Arquitectura del realismo socialista

Escrito por arterusouv 27-01-2011 en General. Comentarios (0)

Por: Mª Ángeles Bertomeu Pardo

REALISMO SOCIALISTA: Monumentalidad y Clasicismo estalinista

    

       Al finalizar la guerra civil y completadas las primeras reformas administrativas, se dan nuevos enfrentamientos en la llamada “guerra de sucesión” (1923-1929).

Se desarrollaron en cuatro etapas, iniciándose con un Lenin incapacitado y concluyendo con un Stalin implacable, después de derrotar políticamente a la troika Bujarin, Ríkov, Tomsky, y de haber dejando en el camino a otros posibles sucesores de Lenin, como Zinóviev, Kámenev y Trótsky.

Se produjo en este momento, una nueva crisis económica de consecuencias devastadoras, la falta de cooperación del campesinado en el proyecto de los soviets desestabiliza de nuevo al país.

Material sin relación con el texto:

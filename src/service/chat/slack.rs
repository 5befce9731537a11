//! Slack integration for pr-bot.
//!
//! This module connects to Slack in socket mode and serves the bot's slash
//! commands:
//! - `/register`, `/pr`, `/progress`, `/leaderboard`, `/best`, `/events`
//! - The first reply answers the command (ephemeral or in-channel)
//! - Further public replies go through the command's `response_url`, which
//!   works in channels the bot has not joined and in DMs
//!
//! Member roles are the names and handles of the Slack user groups they belong to.

use crate::{
    base::{
        config::Config,
        types::{Invoker, Reply, Res, Visibility, Void},
    },
    interaction::dispatch,
    service::db::DbClient,
};
use async_trait::async_trait;
use hyper_rustls::HttpsConnector;
use hyper_util::client::legacy::connect::HttpConnector;
use slack_morphism::prelude::*;
use tracing::{Instrument, error, info, instrument, warn};

use std::{ops::Deref, sync::Arc};

use super::{ChatClient, GenericChatClient};

// Type aliases.

type FullClient = slack_morphism::SlackClient<SlackClientHyperConnector<HttpsConnector<HttpConnector>>>;

// Extra methods on `ChatClient` applied by the slack implementation.

impl ChatClient {
    /// Creates a new Slack chat client.
    pub async fn slack(config: &Config, db: DbClient) -> Res<Self> {
        let client = SlackChatClient::new(config, db).await?;
        Ok(Self { inner: Arc::new(client) })
    }
}

impl From<SlackChatClient> for ChatClient {
    fn from(client: SlackChatClient) -> Self {
        Self { inner: Arc::new(client) }
    }
}

// Structs.

/// User state for the slack socket client.
struct SlackUserState {
    db: DbClient,
    chat: ChatClient,
    registration_role: String,
}

/// Slack client implementation.
#[derive(Clone)]
struct SlackChatClient {
    pub app_token: SlackApiToken,
    pub bot_token: SlackApiToken,
    pub client: Arc<FullClient>,
    pub db: DbClient,
    pub registration_role: String,
}

impl Deref for SlackChatClient {
    type Target = FullClient;

    fn deref(&self) -> &Self::Target {
        &self.client
    }
}

impl SlackChatClient {
    /// Create a new Slack chat client.
    #[instrument(name = "SlackChatClient::new", skip_all)]
    pub async fn new(config: &Config, db: DbClient) -> Res<Self> {
        // Initialize tokens.

        let app_token = SlackApiToken::new(SlackApiTokenValue(config.slack_app_token.clone()));
        let bot_token = SlackApiToken::new(SlackApiTokenValue(config.slack_bot_token.clone()));

        // Initialize the Slack client.

        let https_connector = HttpsConnector::<HttpConnector>::builder().with_native_roots()?.https_only().enable_all_versions().build();
        let connector = SlackClientHyperConnector::with_connector(https_connector);
        let client = Arc::new(slack_morphism::SlackClient::new(connector));

        // Fail fast on a bad bot token.

        let session = client.open_session(&bot_token);
        let bot_user = session.auth_test().await.map_err(|e| anyhow::anyhow!("Slack bot token was rejected: {}", e))?;

        info!("Authenticated with Slack as `{}`.", bot_user.user_id.0);

        Ok(Self {
            app_token,
            bot_token,
            client,
            db,
            registration_role: config.registration_role.clone(),
        })
    }
}

#[async_trait]
impl GenericChatClient for SlackChatClient {
    async fn start(&self) -> Void {
        // Initialize the socket mode listener.

        let socket_mode_callbacks = SlackSocketModeListenerCallbacks::new().with_command_events(handle_command_event);

        // Initialize the socket mode listener environment.

        let listener_environment = Arc::new(SlackClientEventsListenerEnvironment::new(self.client.clone()).with_user_state(SlackUserState {
            db: self.db.clone(),
            chat: ChatClient::from(self.clone()),
            registration_role: self.registration_role.clone(),
        }));

        let socket_mode_listener = Arc::new(SlackClientSocketModeListener::new(
            &SlackClientSocketModeConfig::new(),
            listener_environment.clone(),
            socket_mode_callbacks,
        ));

        // Register an app token to listen for commands.
        socket_mode_listener.listen_for(&self.app_token).await?;

        // Serve until Ctrl-C.
        socket_mode_listener.serve().await;

        Ok(())
    }

    #[instrument(skip(self, text))]
    async fn post_message(&self, channel_id: &str, text: &str) -> Void {
        let message = SlackMessageContent::new().with_text(text.to_string());

        let request = SlackApiChatPostMessageRequest::new(SlackChannelId(channel_id.to_string()), message).with_link_names(true);

        let session = self.client.open_session(&self.bot_token);

        let _ = session.chat_post_message(&request).await.map_err(|e| anyhow::anyhow!("Failed to send message: {}", e))?;

        Ok(())
    }

    #[instrument(skip(self))]
    async fn member_roles(&self, user_id: &str) -> Res<Vec<String>> {
        let request = SlackApiUserGroupsListRequest::new().with_include_users(true);

        let session = self.client.open_session(&self.bot_token);

        let response = session.usergroups_list(&request).await.map_err(|e| anyhow::anyhow!("Failed to list user groups: {}", e))?;

        let member = SlackUserId(user_id.to_string());
        let roles = response
            .usergroups
            .into_iter()
            .filter(|group| group.users.as_ref().is_some_and(|users| users.contains(&member)))
            .flat_map(|group| [group.name, group.handle])
            .collect();

        Ok(roles)
    }
}

// Socket mode listener callbacks for Slack.

/// Handles slash command events from Slack.
#[instrument(skip_all, fields(command = %event.command.0))]
async fn handle_command_event(
    event: SlackCommandEvent,
    client: Arc<SlackHyperClient>,
    states: SlackClientEventsUserState,
) -> Result<SlackCommandEventResponse, Box<dyn std::error::Error + Send + Sync>> {
    let (db, chat, registration_role) = {
        let states = states.read().await;
        let user_state = states.get_user_state::<SlackUserState>().ok_or(anyhow::anyhow!("Failed to get user state"))?;

        (user_state.db.clone(), user_state.chat.clone(), user_state.registration_role.clone())
    };

    info!("Received command event ...");

    let user_id = event.user_id.0.clone();
    let invoker = Invoker {
        mention: format!("<@{user_id}>"),
        user_id,
    };
    let args = event.text.clone().unwrap_or_default();

    let replies = match dispatch::handle_raw_command(&event.command.0, &args, &invoker, &db, &chat, &registration_role).await {
        Ok(replies) => replies,
        Err(err) => {
            error!("Error while handling: {}", err);
            vec![Reply::ephemeral("Something went wrong while handling that command. Please try again later.")]
        }
    };

    let mut replies = replies.into_iter();
    let first = replies.next().unwrap_or_else(|| Reply::ephemeral("Done."));

    // Anything after the first reply is sent once the command has been answered.

    let follow_ups: Vec<Reply> = replies.collect();
    if !follow_ups.is_empty() {
        let response_url = event.response_url.clone();
        let channel_id = event.channel_id.0.clone();

        tokio::spawn(
            async move {
                for reply in follow_ups {
                    let Some(request) = follow_up_request(&reply) else {
                        warn!("Dropping non-public follow-up reply.");
                        continue;
                    };

                    let Err(err) = client.respond_to_event(&response_url, &request).await else {
                        continue;
                    };

                    warn!("Responding via `response_url` failed ({}); posting to the channel instead.", err);

                    if let Err(err) = chat.post_message(&channel_id, &reply.text).await {
                        error!("Error while posting follow-up: {}", err);
                    }
                }
            }
            .in_current_span(),
        );
    }

    Ok(command_response(first))
}

/// Maps a reply onto a slash-command response of the matching visibility.
fn command_response(reply: Reply) -> SlackCommandEventResponse {
    let response_type = match reply.visibility {
        Visibility::Ephemeral => SlackMessageResponseType::Ephemeral,
        Visibility::Public => SlackMessageResponseType::InChannel,
    };

    SlackCommandEventResponse::new(SlackMessageContent::new().with_text(reply.text)).with_response_type(response_type)
}

/// Builds the in-channel webhook message for a follow-up; only public replies are sent.
fn follow_up_request(reply: &Reply) -> Option<SlackApiPostWebhookMessageRequest> {
    if reply.visibility != Visibility::Public {
        return None;
    }

    Some(SlackApiPostWebhookMessageRequest::new(SlackMessageContent::new().with_text(reply.text.clone())).with_response_type(SlackMessageResponseType::InChannel))
}

// Tests.

#[cfg(test)]
mod tests {
    use super::*;

    #[test]
    fn public_replies_are_posted_in_channel() {
        let response = command_response(Reply::public("*Plank Leaderboard:*"));

        assert!(matches!(response.response_type, Some(SlackMessageResponseType::InChannel)));
        assert_eq!(response.content.text.as_deref(), Some("*Plank Leaderboard:*"));
    }

    #[test]
    fn ephemeral_replies_stay_private() {
        let response = command_response(Reply::ephemeral("You need to register first using /register."));

        assert!(matches!(response.response_type, Some(SlackMessageResponseType::Ephemeral)));
    }

    #[test]
    fn public_follow_ups_are_sent_in_channel() {
        let request = follow_up_request(&Reply::public("*Plank Leaderboard:*\n1. <@U1> - 90")).unwrap();

        assert!(matches!(request.response_type, Some(SlackMessageResponseType::InChannel)));
        assert_eq!(request.content.text.as_deref(), Some("*Plank Leaderboard:*\n1. <@U1> - 90"));
    }

    #[test]
    fn private_follow_ups_are_not_sent() {
        assert!(follow_up_request(&Reply::ephemeral("Your PR for Plank has been updated!")).is_none());
    }
}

      Entre 1930 y 1938 tiene lugar una limpieza político-étnica, dirigida por el nuevo secretario general del PCUS. Stalin decidió dar un enfoque nuevo a la revolución, estableciendo las bases de una nueva etapa.

El estado tenía que superar la revolución e iniciar una consolidación obligada y forzosa.

      Tanto la reestructuración de las organizaciones artístico literarias, iniciada en 1932, como la exposición en Leningrado de los “Artistas de la RSFSR en XV años” de 1933, supondrán el comienzo de las transformaciones en el ámbito del arte y la arquitectura. La misión de los arquitectos quedó marcada por las siguientes bases:

a)    Unificación de los arquitectos soviéticos alrededor y para las tareas de construcción socialista.

b)    Estudio científico de los problemas de la Arquitectura.

c)    Organización de medidas de orden social que ayuden al desenvolvimiento de la obra de arquitectura soviética.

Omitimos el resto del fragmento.